* _Task directions_
Below are records; say how many of their lines include the word "Hubungi", giving nothing but the number.

* _Data records_
------

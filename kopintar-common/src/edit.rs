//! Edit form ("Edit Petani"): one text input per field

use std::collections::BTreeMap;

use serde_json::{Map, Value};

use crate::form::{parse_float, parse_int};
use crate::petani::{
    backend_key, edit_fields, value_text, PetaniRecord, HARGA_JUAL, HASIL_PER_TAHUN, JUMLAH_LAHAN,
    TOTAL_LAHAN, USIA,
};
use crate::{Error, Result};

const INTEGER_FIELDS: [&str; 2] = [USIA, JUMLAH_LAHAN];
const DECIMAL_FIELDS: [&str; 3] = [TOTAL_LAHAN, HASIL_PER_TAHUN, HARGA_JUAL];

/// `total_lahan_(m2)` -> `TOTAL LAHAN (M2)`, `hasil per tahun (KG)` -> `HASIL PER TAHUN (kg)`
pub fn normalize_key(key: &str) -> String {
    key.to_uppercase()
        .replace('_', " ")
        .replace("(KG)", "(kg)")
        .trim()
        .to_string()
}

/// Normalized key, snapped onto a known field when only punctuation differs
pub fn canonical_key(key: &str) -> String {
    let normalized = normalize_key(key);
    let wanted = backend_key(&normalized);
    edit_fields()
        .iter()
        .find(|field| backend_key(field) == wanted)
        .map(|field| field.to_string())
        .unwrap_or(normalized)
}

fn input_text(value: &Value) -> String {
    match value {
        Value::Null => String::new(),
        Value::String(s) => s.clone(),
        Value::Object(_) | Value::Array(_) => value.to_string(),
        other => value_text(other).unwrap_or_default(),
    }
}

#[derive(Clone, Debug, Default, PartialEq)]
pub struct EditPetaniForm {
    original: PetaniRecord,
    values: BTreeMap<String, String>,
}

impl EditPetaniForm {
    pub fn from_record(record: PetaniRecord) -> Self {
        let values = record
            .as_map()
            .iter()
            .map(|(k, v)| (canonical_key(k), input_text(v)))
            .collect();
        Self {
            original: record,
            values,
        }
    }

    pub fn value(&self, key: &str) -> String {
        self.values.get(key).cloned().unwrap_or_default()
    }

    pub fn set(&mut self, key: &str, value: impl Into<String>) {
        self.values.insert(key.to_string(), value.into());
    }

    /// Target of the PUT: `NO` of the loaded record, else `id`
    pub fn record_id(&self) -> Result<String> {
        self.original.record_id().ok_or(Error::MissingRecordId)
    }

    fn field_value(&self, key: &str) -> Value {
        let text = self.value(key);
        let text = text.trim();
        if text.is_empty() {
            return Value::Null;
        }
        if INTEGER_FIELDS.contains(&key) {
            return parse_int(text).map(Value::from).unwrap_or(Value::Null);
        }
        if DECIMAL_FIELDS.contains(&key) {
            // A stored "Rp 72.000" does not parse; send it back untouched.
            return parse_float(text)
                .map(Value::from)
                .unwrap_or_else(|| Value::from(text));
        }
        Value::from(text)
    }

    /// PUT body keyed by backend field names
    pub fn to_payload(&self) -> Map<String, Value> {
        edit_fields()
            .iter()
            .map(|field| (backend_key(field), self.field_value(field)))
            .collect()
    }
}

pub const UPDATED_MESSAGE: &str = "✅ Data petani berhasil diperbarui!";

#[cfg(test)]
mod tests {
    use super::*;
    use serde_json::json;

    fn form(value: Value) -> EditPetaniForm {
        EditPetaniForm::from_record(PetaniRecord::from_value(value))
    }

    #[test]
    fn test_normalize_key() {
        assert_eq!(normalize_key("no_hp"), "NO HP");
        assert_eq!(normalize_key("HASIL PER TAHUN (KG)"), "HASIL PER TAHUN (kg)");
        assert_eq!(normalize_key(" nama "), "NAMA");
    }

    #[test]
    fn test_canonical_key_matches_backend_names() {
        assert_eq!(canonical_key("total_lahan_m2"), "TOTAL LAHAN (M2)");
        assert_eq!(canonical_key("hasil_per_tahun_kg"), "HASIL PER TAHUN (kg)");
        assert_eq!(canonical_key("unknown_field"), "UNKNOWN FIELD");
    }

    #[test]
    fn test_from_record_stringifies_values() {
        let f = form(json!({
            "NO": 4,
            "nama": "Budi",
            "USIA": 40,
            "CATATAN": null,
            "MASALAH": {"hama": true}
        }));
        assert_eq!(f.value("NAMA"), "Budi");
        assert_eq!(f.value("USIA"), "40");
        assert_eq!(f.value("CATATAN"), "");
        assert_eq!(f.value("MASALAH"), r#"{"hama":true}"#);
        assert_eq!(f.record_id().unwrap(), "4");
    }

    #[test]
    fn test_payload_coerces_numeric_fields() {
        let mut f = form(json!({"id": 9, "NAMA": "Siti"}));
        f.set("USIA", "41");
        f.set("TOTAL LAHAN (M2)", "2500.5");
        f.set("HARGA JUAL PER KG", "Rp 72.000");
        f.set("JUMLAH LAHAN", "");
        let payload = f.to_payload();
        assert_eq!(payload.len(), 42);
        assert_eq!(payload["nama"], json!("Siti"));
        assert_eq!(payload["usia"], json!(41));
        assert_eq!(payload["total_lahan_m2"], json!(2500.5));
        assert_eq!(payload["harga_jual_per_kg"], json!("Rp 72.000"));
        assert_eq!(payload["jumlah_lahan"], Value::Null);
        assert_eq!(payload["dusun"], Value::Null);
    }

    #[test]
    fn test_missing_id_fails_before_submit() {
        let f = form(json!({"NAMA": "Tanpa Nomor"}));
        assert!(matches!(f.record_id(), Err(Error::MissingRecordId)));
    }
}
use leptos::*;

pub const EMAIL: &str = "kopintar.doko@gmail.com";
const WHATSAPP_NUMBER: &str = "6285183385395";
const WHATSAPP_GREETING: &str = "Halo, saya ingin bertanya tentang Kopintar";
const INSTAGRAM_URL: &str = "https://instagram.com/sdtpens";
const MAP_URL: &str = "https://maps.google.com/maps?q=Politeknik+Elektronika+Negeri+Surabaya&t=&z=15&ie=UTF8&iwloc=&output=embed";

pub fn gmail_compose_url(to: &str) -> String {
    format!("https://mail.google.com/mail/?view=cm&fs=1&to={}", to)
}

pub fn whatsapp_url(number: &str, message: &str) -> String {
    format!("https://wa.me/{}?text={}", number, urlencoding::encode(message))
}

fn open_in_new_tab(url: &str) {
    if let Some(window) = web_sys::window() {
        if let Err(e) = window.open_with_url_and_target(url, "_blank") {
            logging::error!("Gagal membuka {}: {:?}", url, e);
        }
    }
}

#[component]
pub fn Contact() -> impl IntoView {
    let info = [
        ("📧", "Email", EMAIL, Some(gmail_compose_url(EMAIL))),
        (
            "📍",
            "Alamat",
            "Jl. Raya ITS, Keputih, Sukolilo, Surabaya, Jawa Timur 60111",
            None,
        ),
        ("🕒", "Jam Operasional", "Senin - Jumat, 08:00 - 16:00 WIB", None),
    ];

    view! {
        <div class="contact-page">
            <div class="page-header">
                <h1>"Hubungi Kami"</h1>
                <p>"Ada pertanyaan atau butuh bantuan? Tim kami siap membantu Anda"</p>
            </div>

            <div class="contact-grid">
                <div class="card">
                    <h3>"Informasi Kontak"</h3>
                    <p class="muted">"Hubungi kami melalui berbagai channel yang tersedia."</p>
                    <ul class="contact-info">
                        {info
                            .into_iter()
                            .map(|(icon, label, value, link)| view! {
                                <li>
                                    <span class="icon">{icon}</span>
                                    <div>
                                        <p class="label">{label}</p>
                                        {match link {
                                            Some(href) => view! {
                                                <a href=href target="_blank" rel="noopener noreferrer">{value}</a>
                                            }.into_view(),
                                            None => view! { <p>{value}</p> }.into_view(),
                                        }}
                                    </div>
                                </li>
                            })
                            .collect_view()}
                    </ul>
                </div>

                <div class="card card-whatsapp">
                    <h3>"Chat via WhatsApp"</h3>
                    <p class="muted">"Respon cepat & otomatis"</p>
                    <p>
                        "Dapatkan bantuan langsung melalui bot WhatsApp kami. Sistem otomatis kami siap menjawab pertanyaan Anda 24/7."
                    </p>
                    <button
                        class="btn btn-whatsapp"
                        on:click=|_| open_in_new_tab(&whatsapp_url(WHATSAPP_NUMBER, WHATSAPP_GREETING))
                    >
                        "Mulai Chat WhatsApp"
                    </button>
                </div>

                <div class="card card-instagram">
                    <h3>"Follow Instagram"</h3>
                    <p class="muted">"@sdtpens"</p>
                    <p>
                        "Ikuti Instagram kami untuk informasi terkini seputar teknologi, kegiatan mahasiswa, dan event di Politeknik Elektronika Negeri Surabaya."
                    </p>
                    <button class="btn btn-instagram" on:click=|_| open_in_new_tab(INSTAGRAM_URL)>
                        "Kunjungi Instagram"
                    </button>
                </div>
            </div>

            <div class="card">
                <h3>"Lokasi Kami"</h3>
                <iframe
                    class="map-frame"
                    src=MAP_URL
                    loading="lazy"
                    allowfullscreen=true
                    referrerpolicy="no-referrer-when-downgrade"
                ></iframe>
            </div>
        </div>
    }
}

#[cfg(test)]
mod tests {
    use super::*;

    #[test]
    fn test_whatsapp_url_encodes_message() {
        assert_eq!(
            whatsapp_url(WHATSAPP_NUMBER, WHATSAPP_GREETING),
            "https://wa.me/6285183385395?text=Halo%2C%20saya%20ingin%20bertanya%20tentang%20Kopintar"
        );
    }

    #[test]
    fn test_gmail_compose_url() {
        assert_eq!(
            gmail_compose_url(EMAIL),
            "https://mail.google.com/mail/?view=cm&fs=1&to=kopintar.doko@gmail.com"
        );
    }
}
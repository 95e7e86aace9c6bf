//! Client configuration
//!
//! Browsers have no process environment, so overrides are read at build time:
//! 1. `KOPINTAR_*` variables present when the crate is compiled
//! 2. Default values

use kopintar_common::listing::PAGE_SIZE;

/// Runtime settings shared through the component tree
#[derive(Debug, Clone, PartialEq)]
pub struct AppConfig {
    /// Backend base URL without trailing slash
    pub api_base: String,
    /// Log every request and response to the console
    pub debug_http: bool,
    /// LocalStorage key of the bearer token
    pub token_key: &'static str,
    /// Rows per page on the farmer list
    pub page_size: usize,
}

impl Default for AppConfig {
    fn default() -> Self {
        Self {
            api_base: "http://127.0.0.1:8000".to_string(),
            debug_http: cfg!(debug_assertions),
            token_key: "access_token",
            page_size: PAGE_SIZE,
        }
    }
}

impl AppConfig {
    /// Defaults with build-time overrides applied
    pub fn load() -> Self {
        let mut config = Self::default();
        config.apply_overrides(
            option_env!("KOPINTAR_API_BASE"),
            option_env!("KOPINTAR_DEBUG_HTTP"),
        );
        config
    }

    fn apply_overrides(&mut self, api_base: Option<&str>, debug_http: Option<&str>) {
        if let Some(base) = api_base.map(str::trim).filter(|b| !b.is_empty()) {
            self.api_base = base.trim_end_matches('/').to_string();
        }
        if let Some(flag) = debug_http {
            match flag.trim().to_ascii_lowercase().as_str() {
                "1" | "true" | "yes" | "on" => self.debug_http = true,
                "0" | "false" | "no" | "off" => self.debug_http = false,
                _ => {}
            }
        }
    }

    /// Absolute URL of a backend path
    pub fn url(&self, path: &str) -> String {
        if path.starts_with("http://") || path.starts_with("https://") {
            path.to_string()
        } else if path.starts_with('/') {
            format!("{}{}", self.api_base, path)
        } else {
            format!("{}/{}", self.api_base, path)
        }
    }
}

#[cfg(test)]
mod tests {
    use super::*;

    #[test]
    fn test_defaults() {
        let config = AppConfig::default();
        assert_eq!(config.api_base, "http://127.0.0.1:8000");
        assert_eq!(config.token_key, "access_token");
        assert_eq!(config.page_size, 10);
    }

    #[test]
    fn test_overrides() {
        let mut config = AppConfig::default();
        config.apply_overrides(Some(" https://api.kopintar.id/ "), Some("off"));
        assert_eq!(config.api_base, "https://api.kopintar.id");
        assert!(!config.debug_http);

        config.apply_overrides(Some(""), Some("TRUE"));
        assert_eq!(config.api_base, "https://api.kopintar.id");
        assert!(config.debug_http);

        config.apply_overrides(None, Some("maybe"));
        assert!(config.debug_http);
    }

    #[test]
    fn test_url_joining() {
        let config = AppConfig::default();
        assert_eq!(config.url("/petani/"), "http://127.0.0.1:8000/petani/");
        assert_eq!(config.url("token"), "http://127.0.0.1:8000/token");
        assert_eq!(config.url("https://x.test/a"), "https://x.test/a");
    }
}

------

* _Result for this task_
2